Fast-forward three years and Dan has unveiled his latest album, Last Call For All Passengers, and while it comes on a day stacked with exciting new releases from the likes of Deftones, Svalbard, The Ocean and many more, it’d be a travesty if this one flew under the radar.
For a start, it’s clear from even a cursory glance and listen that Last Call... is a somewhat different beast from its predecessors. Its nightmarish artwork, featuring ghostly steeds galloping through shadowy visages of grey and green, is a far cry from the proggish, technicolour visions adorning Dan’s previous works. Musically, it also delves into darker, heavier waters than before. Opener Oubilette sounds like a bad acid trip into an abandoned TRON sequel, the drums placed higher in the mix to create an urgent, driving beat that pick-axes straight into your cranium. Requiem, meanwhile, sounds like latter day Prodigy reimagined by John Carpenter.

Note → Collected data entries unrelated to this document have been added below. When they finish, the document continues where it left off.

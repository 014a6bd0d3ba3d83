//! The coding agreement engine.

use std::collections::BTreeSet;
use std::ops::Range;

use crate::collections::{CountMap, IndexingMap};
use crate::document::Document;
use crate::engine::{
    prepare_document, AnnotatorRelation, DocumentOutcome, EngineConfig, SkipReason,
};
use crate::error::{Error, Result};
use crate::measures::CodingMeasure;
use crate::report::{build_report, AgreementReport, ItemAgreement, ReportScope, ReportSink};
use crate::study::coding::{CodingStudy, SetSelectionStrategy};

/// Configuration of a [`CodingEngine`] run.
#[derive(Debug, Clone, Default, PartialEq, Eq)]
pub struct CodingConfig {
    /// Options shared with the unitizing engine.
    pub base: EngineConfig,
    /// The agreement measure to compute.
    pub measure: CodingMeasure,
    /// The set-selection strategy reducing multi-label positions.
    pub strategy: SetSelectionStrategy,
    /// Produce per-position agreement values in Separate-mode reports.
    /// Requires a measure with per-item agreement.
    pub annotate_items: bool,
}

impl CodingConfig {
    /// Set the base options.
    #[must_use]
    pub fn with_base(mut self, base: EngineConfig) -> Self {
        self.base = base;
        self
    }

    /// Set the agreement measure.
    #[must_use]
    pub fn with_measure(mut self, measure: CodingMeasure) -> Self {
        self.measure = measure;
        self
    }

    /// Set the set-selection strategy.
    #[must_use]
    pub fn with_strategy(mut self, strategy: SetSelectionStrategy) -> Self {
        self.strategy = strategy;
        self
    }

    /// Enable per-position agreement values.
    #[must_use]
    pub fn with_item_annotation(mut self, enabled: bool) -> Self {
        self.annotate_items = enabled;
        self
    }
}

/// Computes coding agreement over a document stream.
///
/// Single-writer: one engine instance per run, documents fed in order.
pub struct CodingEngine {
    config: CodingConfig,
    annotators: IndexingMap<String>,
    global: CodingStudy,
    categories: BTreeSet<String>,
    category_count: CountMap<String>,
    annotator_category_count: Vec<CountMap<String>>,
    category_overlap: CountMap<String>,
    sink: Option<Box<dyn ReportSink>>,
}

impl CodingEngine {
    /// Create an engine, validating the configuration.
    pub fn new(config: CodingConfig) -> Result<Self> {
        if config.annotate_items && !config.measure.supports_item_agreement() {
            return Err(Error::config(format!(
                "item annotation requires a measure with per-item agreement, \
                 but {} does not define one",
                config.measure
            )));
        }
        if config.measure == CodingMeasure::CohenKappa {
            let filter = &config.base.annotators;
            let pinned = filter.relation == AnnotatorRelation::Allow && !filter.list.is_empty();
            if pinned && filter.list.len() != 2 {
                return Err(Error::config(format!(
                    "CohenKappaAgreement supports exactly 2 raters, \
                     but the allow-list names {}",
                    filter.list.len()
                )));
            }
        }
        log::info!(
            "Computing coding agreement ({}, {}) for kinds {:?}",
            config.measure,
            config.strategy,
            config.base.kinds
        );
        Ok(Self {
            config,
            annotators: IndexingMap::new(),
            global: CodingStudy::new(0),
            categories: BTreeSet::new(),
            category_count: CountMap::new(),
            annotator_category_count: Vec::new(),
            category_overlap: CountMap::new(),
            sink: None,
        })
    }

    /// Attach a report sink.
    #[must_use]
    pub fn with_sink(mut self, sink: Box<dyn ReportSink>) -> Self {
        self.sink = Some(sink);
        self
    }

    /// The engine's configuration.
    #[must_use]
    pub fn config(&self) -> &CodingConfig {
        &self.config
    }

    /// Annotator names in rater-index order.
    #[must_use]
    pub fn annotators(&self) -> &[String] {
        self.annotators.keys()
    }

    /// Process one document. Validation failures skip the document and
    /// leave the aggregate untouched; configuration failures (Cohen's
    /// kappa over ≠ 2 raters) abort the run.
    pub fn process_document(&mut self, document: &Document) -> Result<DocumentOutcome> {
        let prepared = match prepare_document(document, &self.config.base) {
            Ok(prepared) => prepared,
            Err(reason) => {
                log::warn!("Skipping document {}: {reason}", document.id);
                return Ok(DocumentOutcome::Skipped(reason));
            }
        };

        // Resolve every annotation before touching any aggregate state so
        // a malformed document cannot leave a partial update behind.
        let mut resolved_views = Vec::with_capacity(prepared.views.len());
        for view in &prepared.views {
            let mut resolved = Vec::with_capacity(view.annotations.len());
            for annotation in &view.annotations {
                match view.index.resolve(annotation.span) {
                    Some(interval) => {
                        resolved.push((interval, self.config.base.labeler.category(annotation)));
                    }
                    None => {
                        let reason = SkipReason::UnresolvableSpan {
                            view: view.view_name.clone(),
                            annotation: annotation.id,
                        };
                        log::warn!("Skipping document {}: {reason}", document.id);
                        return Ok(DocumentOutcome::Skipped(reason));
                    }
                }
            }
            resolved_views.push(resolved);
        }

        let rater_indices: Vec<usize> = prepared
            .views
            .iter()
            .map(|view| self.annotators.add(view.annotator.clone()))
            .collect();
        let rater_count = self.annotators.len();
        let positions = prepared.token_count;

        // Per-rater candidate label sets over all positions.
        let mut grid: Vec<Vec<BTreeSet<String>>> =
            vec![vec![BTreeSet::new(); positions]; rater_count];
        for (rater, resolved) in rater_indices.iter().zip(&resolved_views) {
            for (interval, category) in resolved {
                for position in interval.begin..=interval.end {
                    grid[*rater][position].insert(category.clone());
                }
            }
        }

        let mut local = CodingStudy::new(rater_count);
        let mut item_positions: Vec<(usize, Range<usize>)> = Vec::new();
        let mut doc_categories = BTreeSet::new();
        let mut doc_category_count = CountMap::new();
        let mut doc_annotator_count: Vec<CountMap<String>> =
            vec![CountMap::new(); rater_count];
        let mut doc_overlap = CountMap::new();

        for position in 0..positions {
            let column: Vec<BTreeSet<String>> = (0..rater_count)
                .map(|rater| std::mem::take(&mut grid[rater][position]))
                .collect();
            if column.iter().all(BTreeSet::is_empty) {
                continue;
            }

            let mut votes = CountMap::new();
            for (rater, set) in column.iter().enumerate() {
                if set.is_empty() {
                    continue;
                }
                doc_categories.extend(set.iter().cloned());
                doc_category_count.inc_all(set.iter().cloned());
                doc_annotator_count[rater].inc_all(set.iter().cloned());
                votes.inc_all(set.iter().cloned());
            }
            for (category, count) in votes.iter() {
                if count > 1 {
                    doc_overlap.inc(category.clone());
                }
            }

            let range = local.add_item_sets(&column, self.config.strategy);
            if !range.is_empty() {
                item_positions.push((position, range));
            }
        }

        let report = if self.config.base.policy.do_separate() {
            let coefficient = self.config.measure.build(&local)?;
            let items = if self.config.annotate_items {
                item_positions
                    .iter()
                    .filter_map(|(position, range)| {
                        let values: Vec<f64> = local.items()[range.clone()]
                            .iter()
                            .filter_map(|item| coefficient.item_agreement(item))
                            .collect();
                        if values.is_empty() {
                            return None;
                        }
                        Some(ItemAgreement {
                            position: *position,
                            span: prepared.default_index.span(*position),
                            agreement: values.iter().sum::<f64>() / values.len() as f64,
                        })
                    })
                    .collect()
            } else {
                Vec::new()
            };
            let report = build_report(
                ReportScope::Document(document.id.clone()),
                self.config.measure.name(),
                &coefficient,
                local.len(),
                &doc_categories,
                &doc_category_count,
                self.annotators.keys(),
                &doc_annotator_count,
                &doc_overlap,
                items,
            );
            if let Some(sink) = self.sink.as_mut() {
                sink.on_document(&report);
            }
            Some(report)
        } else {
            None
        };

        if self.config.base.policy.do_combined() {
            self.global.merge(local);
            self.categories.extend(doc_categories);
            self.category_count.merge(&doc_category_count);
            self.annotator_category_count
                .resize_with(rater_count, CountMap::new);
            for (rater, counts) in doc_annotator_count.iter().enumerate() {
                self.annotator_category_count[rater].merge(counts);
            }
            self.category_overlap.merge(&doc_overlap);
        }

        Ok(DocumentOutcome::Processed(report))
    }

    /// Compute the corpus-level report, exactly once, after the final
    /// document.
    pub fn finish(mut self) -> Result<Option<AgreementReport>> {
        if !self.config.base.policy.do_combined() || self.annotators.len() < 2 {
            return Ok(None);
        }
        if self.global.is_empty() {
            log::info!("No items collected; skipping combined agreement");
            return Ok(None);
        }
        self.annotator_category_count
            .resize_with(self.annotators.len(), CountMap::new);

        let coefficient = self.config.measure.build(&self.global)?;
        let report = build_report(
            ReportScope::Corpus,
            self.config.measure.name(),
            &coefficient,
            self.global.len(),
            &self.categories,
            &self.category_count,
            self.annotators.keys(),
            &self.annotator_category_count,
            &self.category_overlap,
            Vec::new(),
        );
        if let Some(sink) = self.sink.as_mut() {
            sink.on_corpus(&report);
        }
        Ok(Some(report))
    }
}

Multitude sounds like an 80s rave at the end of the world, while the thumping groove on Ruins owes plenty to the big beat dance acts of the 90s. Abattoir clamps crunching guitar tones over swathes of dreamy synth, a perfect mish-mash of moods that encapsulates why synthwave has found so much love in both metal and dance culture. By the time Excalibur brings us home in a pumping clash of drums and synth, it feels like we’ve come out of a particularly brutalising go inside Ready Player One. And you’ll be ready to do it all over again. In fact, it’s so good, I can’t even bemoan the fact it’s missing panpipes.